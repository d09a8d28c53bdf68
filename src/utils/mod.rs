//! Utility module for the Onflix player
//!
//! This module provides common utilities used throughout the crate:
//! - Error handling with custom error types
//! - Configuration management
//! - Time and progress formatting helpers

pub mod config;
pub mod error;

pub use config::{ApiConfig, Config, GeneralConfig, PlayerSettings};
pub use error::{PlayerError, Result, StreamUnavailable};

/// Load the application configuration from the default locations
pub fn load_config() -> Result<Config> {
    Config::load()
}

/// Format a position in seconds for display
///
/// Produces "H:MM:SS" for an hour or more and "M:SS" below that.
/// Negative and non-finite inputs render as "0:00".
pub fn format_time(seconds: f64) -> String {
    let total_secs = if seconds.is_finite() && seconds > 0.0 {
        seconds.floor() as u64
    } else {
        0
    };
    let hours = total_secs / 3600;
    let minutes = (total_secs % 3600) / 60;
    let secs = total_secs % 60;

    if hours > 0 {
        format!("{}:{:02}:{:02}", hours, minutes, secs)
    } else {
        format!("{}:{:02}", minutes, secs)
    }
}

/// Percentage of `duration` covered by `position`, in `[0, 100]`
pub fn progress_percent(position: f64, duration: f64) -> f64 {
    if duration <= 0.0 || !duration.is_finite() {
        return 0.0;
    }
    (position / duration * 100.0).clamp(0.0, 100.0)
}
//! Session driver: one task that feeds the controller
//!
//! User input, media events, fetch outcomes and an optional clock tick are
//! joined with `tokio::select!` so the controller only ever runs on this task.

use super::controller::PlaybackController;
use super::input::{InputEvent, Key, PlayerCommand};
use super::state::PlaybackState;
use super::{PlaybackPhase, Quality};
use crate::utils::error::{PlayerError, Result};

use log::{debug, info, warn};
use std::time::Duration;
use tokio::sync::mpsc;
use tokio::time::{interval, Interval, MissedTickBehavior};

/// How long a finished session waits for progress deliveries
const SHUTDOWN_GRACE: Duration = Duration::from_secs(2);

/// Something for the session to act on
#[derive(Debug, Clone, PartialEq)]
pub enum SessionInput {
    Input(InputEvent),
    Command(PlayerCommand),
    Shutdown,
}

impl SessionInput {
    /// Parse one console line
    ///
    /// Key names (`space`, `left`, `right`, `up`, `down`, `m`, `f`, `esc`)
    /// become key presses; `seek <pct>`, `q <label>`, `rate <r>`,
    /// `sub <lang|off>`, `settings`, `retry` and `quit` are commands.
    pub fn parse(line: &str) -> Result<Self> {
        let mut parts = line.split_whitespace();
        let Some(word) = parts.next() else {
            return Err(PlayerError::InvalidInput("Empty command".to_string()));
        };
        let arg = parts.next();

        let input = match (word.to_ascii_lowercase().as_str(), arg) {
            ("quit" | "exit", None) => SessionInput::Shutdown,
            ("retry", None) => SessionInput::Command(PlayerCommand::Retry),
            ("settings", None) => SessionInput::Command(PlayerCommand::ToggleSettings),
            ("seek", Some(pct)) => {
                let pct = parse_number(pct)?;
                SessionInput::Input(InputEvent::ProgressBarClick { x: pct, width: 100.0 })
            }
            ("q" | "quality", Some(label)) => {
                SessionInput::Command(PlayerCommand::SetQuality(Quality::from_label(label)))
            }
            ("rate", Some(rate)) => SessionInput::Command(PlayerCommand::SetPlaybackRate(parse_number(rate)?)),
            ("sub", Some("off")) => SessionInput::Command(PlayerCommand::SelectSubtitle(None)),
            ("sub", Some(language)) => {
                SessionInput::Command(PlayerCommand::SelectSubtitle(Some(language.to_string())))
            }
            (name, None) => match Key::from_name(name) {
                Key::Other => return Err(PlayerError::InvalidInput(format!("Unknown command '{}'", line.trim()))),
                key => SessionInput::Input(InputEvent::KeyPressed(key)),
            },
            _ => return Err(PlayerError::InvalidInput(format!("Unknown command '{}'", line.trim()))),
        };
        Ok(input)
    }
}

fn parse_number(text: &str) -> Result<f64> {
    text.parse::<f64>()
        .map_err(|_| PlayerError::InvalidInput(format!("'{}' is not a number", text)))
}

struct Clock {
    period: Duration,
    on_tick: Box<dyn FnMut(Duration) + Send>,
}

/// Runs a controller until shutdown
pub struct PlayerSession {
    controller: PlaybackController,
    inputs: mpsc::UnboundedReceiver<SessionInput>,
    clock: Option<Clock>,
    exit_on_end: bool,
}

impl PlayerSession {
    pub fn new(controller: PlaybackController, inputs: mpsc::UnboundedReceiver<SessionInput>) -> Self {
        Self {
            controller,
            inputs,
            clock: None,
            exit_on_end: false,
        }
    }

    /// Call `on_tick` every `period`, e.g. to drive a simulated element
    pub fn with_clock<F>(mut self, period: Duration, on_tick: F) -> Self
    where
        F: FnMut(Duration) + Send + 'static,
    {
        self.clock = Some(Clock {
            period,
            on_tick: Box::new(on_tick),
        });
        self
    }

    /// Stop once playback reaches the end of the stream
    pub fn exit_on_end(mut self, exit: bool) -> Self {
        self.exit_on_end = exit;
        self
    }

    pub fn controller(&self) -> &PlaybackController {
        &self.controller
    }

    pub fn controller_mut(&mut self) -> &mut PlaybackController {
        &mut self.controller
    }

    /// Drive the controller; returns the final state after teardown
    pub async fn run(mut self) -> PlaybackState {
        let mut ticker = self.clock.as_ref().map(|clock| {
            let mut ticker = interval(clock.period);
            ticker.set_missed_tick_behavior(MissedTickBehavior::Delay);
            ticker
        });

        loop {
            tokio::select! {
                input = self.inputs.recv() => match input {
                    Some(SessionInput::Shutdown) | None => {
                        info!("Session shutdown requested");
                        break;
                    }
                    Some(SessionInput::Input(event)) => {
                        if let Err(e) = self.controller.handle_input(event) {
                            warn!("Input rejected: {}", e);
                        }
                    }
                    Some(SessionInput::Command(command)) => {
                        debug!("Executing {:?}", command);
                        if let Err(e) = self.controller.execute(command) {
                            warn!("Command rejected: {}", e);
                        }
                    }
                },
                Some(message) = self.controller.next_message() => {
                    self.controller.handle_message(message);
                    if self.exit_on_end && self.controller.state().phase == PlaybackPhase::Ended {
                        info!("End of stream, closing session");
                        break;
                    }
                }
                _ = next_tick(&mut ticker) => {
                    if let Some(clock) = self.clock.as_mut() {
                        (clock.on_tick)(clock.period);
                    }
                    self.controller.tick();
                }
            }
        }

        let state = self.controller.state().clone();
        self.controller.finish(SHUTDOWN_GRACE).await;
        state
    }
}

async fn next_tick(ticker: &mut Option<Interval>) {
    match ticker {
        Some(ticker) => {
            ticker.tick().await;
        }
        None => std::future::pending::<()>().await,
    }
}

YOUR OBJECTIVE: Copy every line in the listing above where the string "position" turns up.

OUTPUT FOR THIS TASK:
/// Format a position in seconds for display
/// Percentage of `duration` covered by `position`, in `[0, 100]`
pub fn progress_percent(position: f64, duration: f64) -> f64 {
    (position / duration * 100.0).clamp(0.0, 100.0)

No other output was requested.